On June 3, 1965, two astronauts (both former Scouts) rocketed into space aboard NASA’s Gemini 4. They carried with them an extra special payload: a small round emblem representing the Space Exploration merit badge, which was then the BSA’s newest merit badge.
When astronaut Ed White took his walk into space — the first ever spacewalk by an American — that small circle of embroidered threads and khaki cloth was tucked into the pocket of his spacesuit.
“I think that Scouting teaches us to be independent, to rely on ourselves and to solve our problems in the best way as they come up,” White later told Scouting magazine. “The things they are learning will equip them to be good citizens, and that is really the big value in Scouting.”
The Space Exploration merit badge debuted during the height of the space race.

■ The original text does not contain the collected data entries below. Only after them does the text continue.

//! Interactive course-code review.
//!
//! Entries whose titles carry no course code are shown one by one and the
//! user may type a code for each. An empty answer leaves the entry as is.

use std::io::{self, BufRead, Write};

use tracing::debug;

use campusnavi_core::ScheduleItem;

/// Prompts for every item that [needs review](ScheduleItem::needs_review).
///
/// Stops early at end of input. Returns the number of items that received a
/// course code.
pub fn review_items<R: BufRead, W: Write>(
    items: &mut [ScheduleItem],
    mut input: R,
    mut output: W,
) -> io::Result<usize> {
    let pending = items.iter().filter(|i| i.needs_review()).count();
    if pending == 0 {
        return Ok(0);
    }

    writeln!(output, "{pending} item(s) have no course code. Press Enter to skip.")?;

    let mut updated = 0;
    let mut line = String::new();
    for item in items.iter_mut().filter(|i| i.needs_review()) {
        write!(output, "{}  {}\n  course code: ", item.date_string(), item.title)?;
        output.flush()?;

        line.clear();
        if input.read_line(&mut line)? == 0 {
            writeln!(output)?;
            break;
        }

        item.set_course_code(&line);
        if let Some(ref code) = item.course_code {
            debug!(title = %item.title, course_code = %code, "Course code set during review");
            updated += 1;
        }
    }

    Ok(updated)
}
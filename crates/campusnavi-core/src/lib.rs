//! Core types: schedule items, date coercion, course codes, personas

pub mod date;
pub mod persona;
pub mod schedule;
pub mod tracing;

pub use date::{DateValue, coerce_date, extract_yyyymmdd};
pub use persona::{DEFAULT_SYSTEM_PROMPT, Persona, UnknownPersona, planner_context, system_prompt_for};
pub use schedule::{
    DESCRIPTION_LIMIT, ScheduleItem, UNTITLED, extract_course_code, sort_by_date, truncate_chars,
};
pub use tracing::{TracingConfig, TracingError, TracingOutputFormat, init_tracing};
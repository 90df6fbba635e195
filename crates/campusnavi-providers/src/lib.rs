//! Schedule ingestion for campusnavi.
//!
//! This crate turns a linked LMS account into a sorted list of
//! [`ScheduleItem`](campusnavi_core::ScheduleItem)s:
//!
//! - [`CredentialStore`] - Where the linked `userid`/`authtoken` pair lives
//! - [`ExportFetcher`] - Retrieves the raw calendar export for a credential
//! - [`CalendarDocument`] - Parsed iCalendar export
//! - [`normalize_event`] - Converts one calendar entry into a schedule item
//! - [`SchedulePipeline`] - Ties the above together
//!
//! # Architecture
//!
//! ```text
//! ┌──────────────────┐     ┌──────────────────┐
//! │ CredentialStore  │────▶│  ExportFetcher   │  (LearnUsClient)
//! └──────────────────┘     └────────┬─────────┘
//!                                   │ text/calendar body
//!                                   ▼
//!                          ┌──────────────────┐
//!                          │ CalendarDocument │
//!                          └────────┬─────────┘
//!                                   │ normalize_events()
//!                                   ▼
//!                          ┌──────────────────┐
//!                          │ Vec<ScheduleItem>│
//!                          └──────────────────┘
//! ```
//!
//! # Example
//!
//! ```ignore
//! use std::sync::Arc;
//! use campusnavi_providers::{FileCredentialStore, SchedulePipeline};
//! use campusnavi_providers::learnus::{LearnUsClient, LearnUsConfig};
//!
//! let store = Arc::new(FileCredentialStore::new("credential.json"));
//! let client = Arc::new(LearnUsClient::new(LearnUsConfig::default())?);
//! let items = SchedulePipeline::new(store, client).fetch_schedule().await?;
//! ```

pub mod calendar;
pub mod credential;
pub mod error;
pub mod fetcher;
#[cfg(feature = "learnus")]
pub mod learnus;
pub mod normalize;
pub mod pipeline;

pub use calendar::{CalendarDocument, CalendarEvent, EventProperties, ParseError, looks_like_html};
pub use credential::{
    Credential, CredentialStore, FileCredentialStore, MemoryCredentialStore, link_account,
    unlink_account,
};
pub use error::{FetchError, ScheduleError, ScheduleResult};
pub use fetcher::{BoxFuture, ExportFetcher};
pub use normalize::{normalize_event, normalize_events};
pub use pipeline::SchedulePipeline;
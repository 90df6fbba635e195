//! The authenticated export fetch seam.
//!
//! The pipeline never talks HTTP itself. It hands the credential to an
//! [`ExportFetcher`], which returns the raw export body. Whether the
//! implementation follows redirects is its own business; the pipeline
//! inspects the body regardless.

use std::future::Future;
use std::pin::Pin;

use crate::credential::Credential;
use crate::error::FetchError;

/// A boxed future for object-safe async trait methods.
pub type BoxFuture<'a, T> = Pin<Box<dyn Future<Output = T> + Send + 'a>>;

/// Fetches the calendar export for a credential.
pub trait ExportFetcher: Send + Sync {
    /// Short name used in logs.
    fn name(&self) -> &str;

    /// Returns the export body.
    ///
    /// # Errors
    ///
    /// [`FetchError::Status`] on a non-success response,
    /// [`FetchError::Transport`] when no response was received.
    fn fetch_export<'a>(
        &'a self,
        credential: &'a Credential,
    ) -> BoxFuture<'a, Result<String, FetchError>>;
}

In the 1960s, young people around the world were transfixed by the steady stream of out-of-this-world “firsts” achieved by American astronauts and Soviet cosmonauts.
The badge was developed in close cooperation with NASA, demonstrating how top experts “in science, industry, education and government are helping develop requirements for modern merit badges,” Scouting magazine wrote in its March 1966 issue. That trend continues today.
The launch of the Space Exploration merit badge could not have come at a better time. Just four years after its release came the biggest milestone in the space race: Eagle Scout Neil Armstrong’s 1969 walk on the moon.
At 56 years old, the merit badge remains popular among Scouts. With commercial space travel, return visits to the moon and manned trips to Mars on the horizon, the badge remains relevant, too.